[Fig. 679 enlarged] (83 kB)

[Fig. 679.] is a set of stamping and washing works for the ores of argentiferous galena, as mounted at Bockwiese, in the district of Zellerfeldt, in the Hartz.

A is the stamp mill and its subsidiary parts; among which are a, the driving or main shaft; b, the overshot water-wheel; c c, six strong rings or hoops of cast iron, for receiving each a cam or tappet; g, the brake of the machine; k, k, k, the three standards of the stamps; l l, &c. six pestles of pine wood, shod with lumps of cast iron. There are two chests, out of which the ore to be ground falls spontaneously into the two troughs of the stamps. Of late years, however, the ore is mostly supplied by hand; the watercourse terminates a short distance above the middle of the wheel b. There is a stream of water for the service of the stamps, and conduits proceeding from it, to lead the water into the two stamp troughs; the conduit of discharge is common to the two batteries or sets of stamps through which the water carries off the sand or stamped ore. There is a movable table of separation, mounted with two sieves. The sands pass immediately into the conduit placed upon a level with the floor, and separated into two compartments, the first of which empties its water into the second. There are two boards of separation, or tables, laid upon the ground, with a very slight slope of only 15 inches from their top to their bottom. Each of these boards is divided into four cases with edges; the whole being arranged so that it is possible, by means of a flood-gate or sluice, to cause the superfluous water of the case to pass into the following ones. Thus the work can go on without interruption, and alternately upon the two boards. There are winding canals in the labyrinth, N, N, N, in which are deposited the particles carried along by the water which has passed upon the boards. The depth of these canals gradually increases from 12 to 20 inches, to give a suitable descent for maintaining the water-flow. At D, two percussion tables are placed. F G are two German chests. H J are two percussion tables, which are driven by the cams z z, fixed upon the main shaft x y. K K′ are two sloping sweep tables (à balai).

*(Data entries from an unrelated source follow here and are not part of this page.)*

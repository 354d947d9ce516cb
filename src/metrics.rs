//! Row-local advertising ratios. Every ratio collapses to a fixed default
//! when its denominator is zero, so nothing downstream sees NaN or infinity.

use crate::config::CONFIDENCE_FULL_CLICKS;
use crate::types::SearchTermRecord;

#[inline]
fn guarded_ratio(numerator: f64, denominator: f64, fallback: f64) -> f64 {
    if denominator > 0.0 {
        numerator / denominator
    } else {
        fallback
    }
}

pub fn roas(sales: f64, spend: f64) -> f64 {
    guarded_ratio(sales, spend, 0.0)
}

/// `without_sales` is what a row with no sales reports; the variants disagree
/// on whether that is 0 or 1.
pub fn acos(spend: f64, sales: f64, without_sales: f64) -> f64 {
    guarded_ratio(spend, sales, without_sales)
}

pub fn cpc(spend: f64, clicks: f64) -> f64 {
    guarded_ratio(spend, clicks, 0.0)
}

pub fn ctr(clicks: f64, impressions: f64) -> f64 {
    guarded_ratio(clicks, impressions, 0.0)
}

/// Sample-size proxy: linear in clicks, saturating at 100.
pub fn confidence(clicks: f64) -> f64 {
    (clicks / CONFIDENCE_FULL_CLICKS * 100.0).clamp(0.0, 100.0)
}

/// Fill in every derived ratio from the raw counters already on the record.
pub fn derive(record: &mut SearchTermRecord, acos_without_sales: f64) {
    record.roas = roas(record.sales, record.spend);
    record.acos = acos(record.spend, record.sales, acos_without_sales);
    record.cpc = cpc(record.spend, record.clicks);
    record.ctr = ctr(record.clicks, record.impressions);
    record.confidence = confidence(record.clicks);
}

#[cfg(test)]
mod tests {
    use super::*;

    #[test]
    fn ratios_divide_when_denominator_positive() {
        assert!((roas(400.0, 100.0) - 4.0).abs() < 1e-12);
        assert!((acos(100.0, 400.0, 0.0) - 0.25).abs() < 1e-12);
        assert!((cpc(100.0, 50.0) - 2.0).abs() < 1e-12);
        assert!((ctr(50.0, 1000.0) - 0.05).abs() < 1e-12);
    }

    #[test]
    fn zero_denominators_use_fallback() {
        assert_eq!(roas(400.0, 0.0), 0.0);
        assert_eq!(cpc(10.0, 0.0), 0.0);
        assert_eq!(ctr(3.0, 0.0), 0.0);
        assert_eq!(acos(10.0, 0.0, 0.0), 0.0);
        assert_eq!(acos(10.0, 0.0, 1.0), 1.0);
    }

    #[test]
    fn confidence_saturates() {
        assert_eq!(confidence(0.0), 0.0);
        assert!((confidence(25.0) - 50.0).abs() < 1e-12);
        assert_eq!(confidence(50.0), 100.0);
        assert_eq!(confidence(500.0), 100.0);
        assert_eq!(confidence(-4.0), 0.0);
    }

    #[test]
    fn derive_fills_all_ratios() {
        let mut record = SearchTermRecord {
            search_term: "red shoes".to_string(),
            sku: None,
            spend: 100.0,
            sales: 0.0,
            clicks: 50.0,
            impressions: 0.0,
            orders: 0.0,
            roas: -1.0,
            acos: -1.0,
            cpc: -1.0,
            ctr: -1.0,
            confidence: -1.0,
            profit: None,
            break_even_acos: None,
        };
        derive(&mut record, 1.0);
        assert_eq!(record.roas, 0.0);
        assert_eq!(record.acos, 1.0);
        assert!((record.cpc - 2.0).abs() < 1e-12);
        assert_eq!(record.ctr, 0.0);
        assert_eq!(record.confidence, 100.0);
    }
}
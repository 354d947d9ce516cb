use std::io::Cursor;
use std::path::Path;

use calamine::{open_workbook_auto_from_rs, Data, Reader};
use tracing::debug;

use crate::error::{AppError, Result};

/// The two encodings a report can arrive in.
#[derive(Debug, Clone, Copy, PartialEq, Eq)]
pub enum TableFormat {
    Csv,
    Spreadsheet,
}

impl TableFormat {
    /// `.csv` (any case) is read as CSV; everything else is handed to the
    /// spreadsheet reader.
    pub fn from_path(path: &Path) -> Self {
        let is_csv = path
            .extension()
            .and_then(|e| e.to_str())
            .is_some_and(|e| e.eq_ignore_ascii_case("csv"));
        if is_csv {
            TableFormat::Csv
        } else {
            TableFormat::Spreadsheet
        }
    }
}

/// A header row plus string cells. Rows may be shorter than the header;
/// missing cells read as empty.
#[derive(Debug, Clone, Default, PartialEq)]
pub struct Table {
    pub headers: Vec<String>,
    pub rows: Vec<Vec<String>>,
}

impl Table {
    /// Lower-case and trim every header (and drop a UTF-8 BOM if the export
    /// left one on the first column).
    pub fn normalize_headers(&mut self) {
        for header in &mut self.headers {
            *header = header.trim_start_matches('\u{feff}').trim().to_lowercase();
        }
    }

    pub fn column_index(&self, name: &str) -> Option<usize> {
        self.headers.iter().position(|h| h == name)
    }

    pub fn cell<'a>(row: &'a [String], idx: Option<usize>) -> &'a str {
        idx.and_then(|i| row.get(i)).map(String::as_str).unwrap_or("")
    }
}

pub fn read_table(bytes: &[u8], format: TableFormat) -> Result<Table> {
    let mut table = match format {
        TableFormat::Csv => read_csv(bytes)?,
        TableFormat::Spreadsheet => read_spreadsheet(bytes)?,
    };
    if table.headers.is_empty() {
        return Err(AppError::UnsupportedFormat(
            "file has no header row".to_string(),
        ));
    }
    table.normalize_headers();
    table
        .rows
        .retain(|row| row.iter().any(|cell| !cell.trim().is_empty()));
    debug!(
        columns = table.headers.len(),
        rows = table.rows.len(),
        "table parsed"
    );
    Ok(table)
}

pub fn read_table_file(path: &Path) -> Result<Table> {
    let bytes = std::fs::read(path)?;
    read_table(&bytes, TableFormat::from_path(path))
}

fn read_csv(bytes: &[u8]) -> Result<Table> {
    let mut reader = csv::ReaderBuilder::new()
        .has_headers(true)
        .flexible(true)
        .trim(csv::Trim::All)
        .from_reader(bytes);

    let headers = reader.headers()?.iter().map(str::to_string).collect();
    let mut rows = Vec::new();
    for record in reader.records() {
        let record = record?;
        rows.push(record.iter().map(str::to_string).collect());
    }
    Ok(Table { headers, rows })
}

fn read_spreadsheet(bytes: &[u8]) -> Result<Table> {
    let mut workbook = open_workbook_auto_from_rs(Cursor::new(bytes))?;
    let Some(sheet) = workbook.sheet_names().first().cloned() else {
        return Err(AppError::UnsupportedFormat(
            "workbook has no worksheets".to_string(),
        ));
    };
    let range = workbook.worksheet_range(&sheet)?;

    let mut rows = range
        .rows()
        .map(|row| row.iter().map(cell_to_string).collect::<Vec<_>>());
    let headers = rows.next().unwrap_or_default();
    Ok(Table {
        headers,
        rows: rows.collect(),
    })
}

fn cell_to_string(cell: &Data) -> String {
    match cell {
        Data::Empty | Data::Error(_) => String::new(),
        Data::String(s) => s.trim().to_string(),
        Data::Float(f) => f.to_string(),
        Data::Int(i) => i.to_string(),
        Data::Bool(b) => b.to_string(),
        Data::DateTime(dt) => dt.as_f64().to_string(),
        Data::DateTimeIso(s) | Data::DurationIso(s) => s.clone(),
    }
}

The German chests are rectangular, being about 3 yards long, half a yard broad, with edges half a yard high; and their inclination is such that the lower end is about 15 inches beneath the level of the upper. At their upper end, usually called the bolster, a kind of trough or box, without any edge at the side next the chest, is placed, containing the ore to be washed. The water is allowed to fall upon the bolster in a thin sheet.

The sleeping tables have upright edges; they are from 4 to 5 yards long, nearly 2 yards wide, and have fully a yard of inclination.

The preceding tables are sometimes covered with cloth, particularly in treating ores that contain gold, on a supposition that the woollen or linen fibres would retain more surely the metallic particles; but this method appears on trial to merit no confidence, for it produces a very impure schlich.

[Fig. 680.] is a swing-sieve employed in the Hartz, for sifting the small fragments of the ore of argentiferous lead. Such an apparatus is usually set up in the outside of a stamp, and washing mill; its place being denoted by the letter A, [fig. 672.] The two movable chests or boxes A B, of the sieve, are connected together, at their lower ends, with an upright rod, which terminates at one of the arms of a small balance beam, mounted between the driving shaft of the stamps and the sieve, perpendicularly to the length of both. The opposite arm of this beam carries another upright rod, which ears (cams or mentonnets), placed on purpose upon the driving shaft, may push down. During this movement the two lower ends A, B, are raised; and when the peg-cam of the shaft quits the rod which it had depressed, the swing chests fall by their own weight. Thus they are made to vibrate alternately upon their axes. The small ore is put into the upper part of the chest A, over which a stream of water falls from an adjoining conduit. The fragments which cannot pass through a cast-iron grid in the bottom of that chest, are sorted by hand upon a table in front of A, and they are classed by the workman, either among the ores to be stamped, whether dry or wet, or among the rubbish to be thrown away, or among the copper ores to be smelted by themselves. As to the small particles which fall through the grid upon the chest B, supplied also with a stream of water, they descend successively upon two other brass wire sieves, and also through the iron wire r, in the bottom of B.